- Information supplied
__________

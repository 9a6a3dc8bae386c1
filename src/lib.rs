//! # ecdsa-eth-auth
//!
//! A Rust library for **address-bound ECDSA challenge-response authentication** over secp256k1,
//! using the Ethereum public-key/address scheme. Clients prove they hold the private key behind
//! an address by signing a one-time challenge; the server recovers the signer from the signature
//! and compares addresses.
//!
//! ## Features
//!
//! - **Secure Challenge Generation** - Cryptographically secure 32-byte challenges
//! - **Public Key Recovery** - 65-byte `R || S || V` signatures, `V` in 0..=3 or 27..=30
//! - **Address-Bound Verification** - Case-insensitive comparison against the claimed address
//! - **Personal Messages** - Optional EIP-191 `personal_sign` verification for wallet signatures
//! - **Stateless Design** - No built-in storage, you control challenge persistence
//! - **Result vs. Error Split** - Wrong signer is `Ok(false)`, malformed input is an `AuthError`
//!
//! ## Quick Start
//!
//! ```rust
//! use ecdsa_eth_auth::{generate_challenge, verify_signature, Keypair};
//!
//! // Server: issue a challenge
//! let challenge = generate_challenge().unwrap();
//!
//! // Client: sign it with the key behind their address
//! let keypair = Keypair::generate();
//! let signature = keypair.sign_challenge(&challenge).unwrap();
//!
//! // Server: verify against the claimed address
//! let address = keypair.address().to_checksum();
//! match verify_signature(&address, challenge.as_bytes(), signature.as_ref()) {
//!     Ok(true) => println!("{} authenticated", address),
//!     Ok(false) => println!("Signature belongs to someone else"),
//!     Err(e) => println!("Rejected: {}", e),
//! }
//! ```
//!
//! ## Examples
//!
//! See the [basic_workflow example](demos/basic_workflow.rs) for a complete authentication flow:
//!
//! ```bash
//! cargo run --example basic_workflow
//! ```

pub mod auth;
pub mod config;
pub mod crypto;
pub mod error;

// Re-export main types for easier access
pub use auth::{AuthRequest, Authenticator};
pub use config::{MessageFormat, VerifierConfig};
pub use crypto::challenge::{generate_challenge, Challenge};
pub use crypto::ecdsa::{recover_address, verify_recoverable, verify_signature, Verifier};
pub use crypto::ethereum::Address;
pub use crypto::signature::RecoverableSignature;
pub use crypto::signer::Keypair;
pub use error::{AuthError, Result};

__________

- Problem requirements
Your answer must be the complete data, repeated word for word.

- Task answer
repository 9a6a3dc8bae386c1
filename src/lib.rs
//! # ecdsa-eth-auth
//!
//! A Rust library for **address-bound ECDSA challenge-response authentication** over secp256k1,
//! using the Ethereum public-key/address scheme. Clients prove they hold the private key behind
//! an address by signing a one-time challenge; the server recovers the signer from the signature
//! and compares addresses.
//!
//! ## Features
//!
//! - **Secure Challenge Generation** - Cryptographically secure 32-byte challenges
//! - **Public Key Recovery** - 65-byte `R || S || V` signatures, `V` in 0..=3 or 27..=30
//! - **Address-Bound Verification** - Case-insensitive comparison against the claimed address
//! - **Personal Messages** - Optional EIP-191 `personal_sign` verification for wallet signatures
//! - **Stateless Design** - No built-in storage, you control challenge persistence
//! - **Result vs. Error Split** - Wrong signer is `Ok(false)`, malformed input is an `AuthError`
//!
//! ## Quick Start
//!
//! ```rust
//! use ecdsa_eth_auth::{generate_challenge, verify_signature, Keypair};
//!
//! // Server: issue a challenge
//! let challenge = generate_challenge().unwrap();
//!
//! // Client: sign it with the key behind their address
//! let keypair = Keypair::generate();
//! let signature = keypair.sign_challenge(&challenge).unwrap();
//!
//! // Server: verify against the claimed address
//! let address = keypair.address().to_checksum();
//! match verify_signature(&address, challenge.as_bytes(), signature.as_ref()) {
//!     Ok(true) => println!("{} authenticated", address),
//!     Ok(false) => println!("Signature belongs to someone else"),
//!     Err(e) => println!("Rejected: {}", e),
//! }
//! ```
//!
//! ## Examples
//!
//! See the [basic_workflow example](demos/basic_workflow.rs) for a complete authentication flow:
//!
//! ```bash
//! cargo run --example basic_workflow
//! ```

pub mod auth;
pub mod config;
pub mod crypto;
pub mod error;

// Re-export main types for easier access
pub use auth::{AuthRequest, Authenticator};
pub use config::{MessageFormat, VerifierConfig};
pub use crypto::challenge::{generate_challenge, Challenge};
pub use crypto::ecdsa::{recover_address, verify_recoverable, verify_signature, Verifier};
pub use crypto::ethereum::Address;
pub use crypto::signature::RecoverableSignature;
pub use crypto::signer::Keypair;
pub use error::{AuthError, Result};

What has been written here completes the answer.